Shares of Foghorn Therapeutics Inc. fell more than 3% on Monday afternoon, after hitting intraday lows last seen over 10 months ago.
The decline followed the company’s announcement to discontinue the independent development of its experimental drug FHD-286 in combination with decitabine for treating relapsed and/or refractory acute myeloid leukemia (AML).
The company stated that while clinical responses were observed, it decided to shift resources to its proprietary pipeline and collaborations with Eli Lilly, including the clinical-stage SMARCA2 inhibitor FHD-909.
CEO Adrian Gottschalk said the company would focus on other programs like Selective CBP, EP300, and ARID1B alongside Lilly-supported developments.
Despite the setback, retail sentiment on Stocktwits turned ‘extremely bullish’ as message volume surged, indicating optimism about Foghorn’s remaining programs and collaboration potential.
Analysts at Jefferies lowered the stock’s price target to $14 from $18 but maintained a ‘Buy’ rating, citing the decision to halt FHD-286 as “unsurprising.”

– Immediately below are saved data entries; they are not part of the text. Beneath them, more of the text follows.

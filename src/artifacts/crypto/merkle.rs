//! Merkle tree over commit blobs
//!
//! Leaves are the sorted `(path, blob_hash)` pairs of a commit's full tree.
//! Each leaf hashes `path \0 blob_hash`; internal nodes hash the
//! concatenation of their two children's raw digests. A level with an odd
//! node count duplicates its last node. The root is stored in
//! `commit.metadata.merkle_root`.
//!
//! A proof for a single `(path, blob_hash)` is the list of sibling hashes
//! from leaf to root plus a left/right bit per level; the verifier rebuilds
//! the root and compares.

use serde::{Deserialize, Serialize};
use sha2::{Digest, Sha256};

use crate::artifacts::objects::object_id::ObjectId;

type Digest32 = [u8; 32];

/// Which side a proof sibling sits on.
#[derive(Debug, Clone, Copy, PartialEq, Eq, Serialize, Deserialize)]
pub enum Side {
    Left,
    Right,
}

/// One proof level: the sibling digest and its side.
#[derive(Debug, Clone, PartialEq, Serialize, Deserialize)]
pub struct ProofStep {
    pub sibling: String,
    pub side: Side,
}

/// Membership proof for one `(path, blob_hash)` leaf.
#[derive(Debug, Clone, PartialEq, Serialize, Deserialize)]
pub struct MerkleProof {
    pub path: String,
    pub blob_hash: String,
    pub steps: Vec<ProofStep>,
}

fn digest(bytes: &[u8]) -> Digest32 {
    Sha256::digest(bytes).into()
}

fn leaf_digest(path: &str, blob_hash: &ObjectId) -> Digest32 {
    let mut hasher = Sha256::new();
    hasher.update(path.as_bytes());
    hasher.update([0u8]);
    hasher.update(blob_hash.as_ref().as_bytes());
    hasher.finalize().into()
}

fn parent_digest(left: &Digest32, right: &Digest32) -> Digest32 {
    let mut hasher = Sha256::new();
    hasher.update(left);
    hasher.update(right);
    hasher.finalize().into()
}

fn hex(digest: &Digest32) -> String {
    ObjectId::from_raw(digest).as_ref().to_string()
}

/// Compute the Merkle root for a commit's leaves.
///
/// # Arguments
///
/// * `leaves` - `(path, blob_hash)` pairs; sorted internally by path
///
/// # Returns
///
/// Hex-encoded root. An empty leaf set has a fixed sentinel root.
pub fn merkle_root(leaves: &[(String, ObjectId)]) -> String {
    let mut sorted: Vec<&(String, ObjectId)> = leaves.iter().collect();
    sorted.sort_by(|a, b| a.0.cmp(&b.0));

    if sorted.is_empty() {
        return hex(&digest(b"empty"));
    }

    let mut layer: Vec<Digest32> = sorted
        .iter()
        .map(|(path, blob_hash)| leaf_digest(path, blob_hash))
        .collect();

    while layer.len() > 1 {
        let mut next = Vec::with_capacity(layer.len().div_ceil(2));
        for pair in layer.chunks(2) {
            let left = &pair[0];
            let right = pair.get(1).unwrap_or(left); // odd: duplicate last
            next.push(parent_digest(left, right));
        }
        layer = next;
    }

    hex(&layer[0])
}

/// Build a membership proof for one leaf.
///
/// # Returns
///
/// `None` if the `(path, blob_hash)` pair is not among the leaves.
pub fn merkle_proof(
    leaves: &[(String, ObjectId)],
    path: &str,
    blob_hash: &ObjectId,
) -> Option<MerkleProof> {
    let mut sorted: Vec<&(String, ObjectId)> = leaves.iter().collect();
    sorted.sort_by(|a, b| a.0.cmp(&b.0));

    let mut position = sorted
        .iter()
        .position(|(leaf_path, leaf_hash)| leaf_path == path && leaf_hash == blob_hash)?;

    let mut layer: Vec<Digest32> = sorted
        .iter()
        .map(|(leaf_path, leaf_hash)| leaf_digest(leaf_path, leaf_hash))
        .collect();

    let mut steps = Vec::new();
    while layer.len() > 1 {
        let sibling_index = position ^ 1;
        let sibling = layer.get(sibling_index).unwrap_or(&layer[position]);
        steps.push(ProofStep {
            sibling: hex(sibling),
            side: if sibling_index > position {
                Side::Right
            } else {
                Side::Left
            },
        });

        let mut next = Vec::with_capacity(layer.len().div_ceil(2));
        for pair in layer.chunks(2) {
            let left = &pair[0];
            let right = pair.get(1).unwrap_or(left);
            next.push(parent_digest(left, right));
        }
        layer = next;
        position /= 2;
    }

    Some(MerkleProof {
        path: path.to_string(),
        blob_hash: blob_hash.as_ref().to_string(),
        steps,
    })
}

/// Verify a membership proof against a root.
pub fn verify_proof(proof: &MerkleProof, root: &str) -> bool {
    let Ok(blob_hash) = ObjectId::try_parse(proof.blob_hash.clone()) else {
        return false;
    };

    let mut current = leaf_digest(&proof.path, &blob_hash);
    for step in &proof.steps {
        let Ok(sibling) = ObjectId::try_parse(step.sibling.clone()) else {
            return false;
        };
        let sibling = sibling.to_raw();
        current = match step.side {
            Side::Right => parent_digest(&current, &sibling),
            Side::Left => parent_digest(&sibling, &current),
        };
    }

    hex(&current) == root
}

The brokerage attributed this to the high efficacy benchmark set by venetoclax, the current standard of care for AML.
Jefferies described FHD-909 as the company’s primary value driver. The new target implies a potential 180% upside from current levels.
Foghorn reported $267.4 million in cash and equivalents as of September 30, 2024, which is expected to fund operations into 2027.
However, the company’s stock has lost over 20% year-to-date, reflecting investor concerns about its clinical pipeline.